> _ABOUT THIS EXERCISE_
Only the lines from the one containing "pub fn contains_case_insensitive(haystack: &str, needle: &str)" through the one containing "values never match." should be printed, exactly as they appear below, with both ends included.

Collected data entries
____________

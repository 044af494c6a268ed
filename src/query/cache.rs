//! In-memory query cache keyed by typed query keys.
//!
//! Entries carry the instant they were fetched. A fresh entry is served
//! without refetching; a stale one is still handed out so the view can keep
//! showing it while a refetch is in flight.

use std::hash::Hash;
use std::sync::Arc;
use std::time::Duration;

use dashmap::DashMap;
use tokio::time::Instant;

use crate::config::QuerySettings;
use crate::options::FilterOptionSet;

use super::{OptionsKey, PageKey, PageResult, ResourceKey, SearchKey, SearchResult};

#[derive(Debug)]
struct CacheEntry<V> {
    value: Arc<V>,
    fetched_at: Instant,
}

/// Results of one query category, shared between controllers.
#[derive(Debug)]
pub struct QueryCache<K: Eq + Hash, V> {
    entries: DashMap<K, CacheEntry<V>>,
    fresh_for: Duration,
}

impl<K, V> QueryCache<K, V>
where
    K: Eq + Hash + Clone + ResourceKey,
{
    pub fn new(fresh_for: Duration) -> Self {
        Self {
            entries: DashMap::new(),
            fresh_for,
        }
    }

    pub fn fresh_for(&self) -> Duration {
        self.fresh_for
    }

    /// The cached value if it was fetched within the fresh window.
    pub fn get_fresh(&self, key: &K) -> Option<Arc<V>> {
        self.entries
            .get(key)
            .filter(|entry| entry.fetched_at.elapsed() < self.fresh_for)
            .map(|entry| Arc::clone(&entry.value))
    }

    /// The cached value regardless of age.
    pub fn get_stale(&self, key: &K) -> Option<Arc<V>> {
        self.entries.get(key).map(|entry| Arc::clone(&entry.value))
    }

    pub fn insert(&self, key: K, value: Arc<V>) {
        self.entries.insert(
            key,
            CacheEntry {
                value,
                fetched_at: Instant::now(),
            },
        );
    }

    pub fn invalidate(&self, key: &K) {
        self.entries.remove(key);
    }

    /// Drop every entry of `resource`.
    pub fn invalidate_resource(&self, resource: &str) {
        self.entries.retain(|key, _| key.resource() != resource);
    }

    pub fn clear(&self) {
        self.entries.clear();
    }

    pub fn len(&self) -> usize {
        self.entries.len()
    }

    pub fn is_empty(&self) -> bool {
        self.entries.is_empty()
    }
}

/// The three query caches backing every list controller.
///
/// Filter options change far less often than page contents, so their cache
/// is configured with a longer fresh window.
#[derive(Debug)]
pub struct QueryClient {
    pub pages: QueryCache<PageKey, PageResult>,
    pub searches: QueryCache<SearchKey, SearchResult>,
    pub options: QueryCache<OptionsKey, FilterOptionSet>,
}

impl Default for QueryClient {
    fn default() -> Self {
        Self::new(&QuerySettings::default())
    }
}

impl QueryClient {
    pub fn new(settings: &QuerySettings) -> Self {
        Self {
            pages: QueryCache::new(settings.page_fresh()),
            searches: QueryCache::new(settings.search_fresh()),
            options: QueryCache::new(settings.options_fresh()),
        }
    }

    /// Drop cached pages, searches and options of `resource`, e.g. after a mutation.
    pub fn invalidate_resource(&self, resource: &str) {
        self.pages.invalidate_resource(resource);
        self.searches.invalidate_resource(resource);
        self.options.invalidate_resource(resource);
        tracing::debug!(resource, "invalidated cached queries");
    }

    pub fn clear(&self) {
        self.pages.clear();
        self.searches.clear();
        self.options.clear();
    }
}
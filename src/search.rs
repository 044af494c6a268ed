//! Client-side search, filtering and deduplication of display items.

use std::collections::HashSet;

use crate::item::{DisplayItem, NOT_AVAILABLE};
use crate::remote::Filters;

/// Case-insensitive substring match.
///
/// Uses `unicase` for correct Unicode case folding (handles Turkish i, German ß, etc.).
pub fn contains_case_insensitive(haystack: &str, needle: &str) -> bool {
    if needle.is_empty() {
        return true;
    }
    let haystack_folded = unicase::UniCase::new(haystack).to_folded_case();
    let needle_folded = unicase::UniCase::new(needle).to_folded_case();
    haystack_folded.contains(&needle_folded)
}

/// An item matches when any of `fields` contains the trimmed search text.
///
/// Blank text matches everything. Placeholder values never match.
pub fn matches_search(item: &DisplayItem, text: &str, fields: &[String]) -> bool {
    let text = text.trim();
    if text.is_empty() {
        return true;
    }
    fields.iter().any(|field| {
        let value = item.get(field);
        value != NOT_AVAILABLE && contains_case_insensitive(value, text)
    })
}

/// Keep the first occurrence of each identity, preserving order.
///
/// Items without an identity are all kept.
pub fn dedup_by_identity(items: Vec<DisplayItem>) -> Vec<DisplayItem> {
    let mut seen: HashSet<String> = HashSet::new();
    items
        .into_iter()
        .filter(|item| !item.has_identity() || seen.insert(item.id.clone()))
        .collect()
}

/// Keep items whose value equals every active client-side filter.
///
/// Only filters named in `keys` are enforced; the rest are server-side only.
pub fn apply_client_filters(
    items: &[DisplayItem],
    filters: &Filters,
    keys: &[String],
) -> Vec<DisplayItem> {
    let active: Vec<(&str, &str)> = filters
        .iter()
        .filter(|(k, _)| keys.iter().any(|key| key.as_str() == *k))
        .collect();

    if active.is_empty() {
        return items.to_vec();
    }

    items
        .iter()
        .filter(|item| {
            active
                .iter()
                .all(|(key, value)| unicase::eq(item.get(key).trim(), value.trim()))
        })
        .cloned()
        .collect()
}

____________

> _FINISHED EXERCISE_
pub fn contains_case_insensitive(haystack: &str, needle: &str) -> bool {
    if needle.is_empty() {
        return true;
    }
    let haystack_folded = unicase::UniCase::new(haystack).to_folded_case();
    let needle_folded = unicase::UniCase::new(needle).to_folded_case();
    haystack_folded.contains(&needle_folded)
}

/// An item matches when any of `fields` contains the trimmed search text.
///
/// Blank text matches everything. Placeholder values never match.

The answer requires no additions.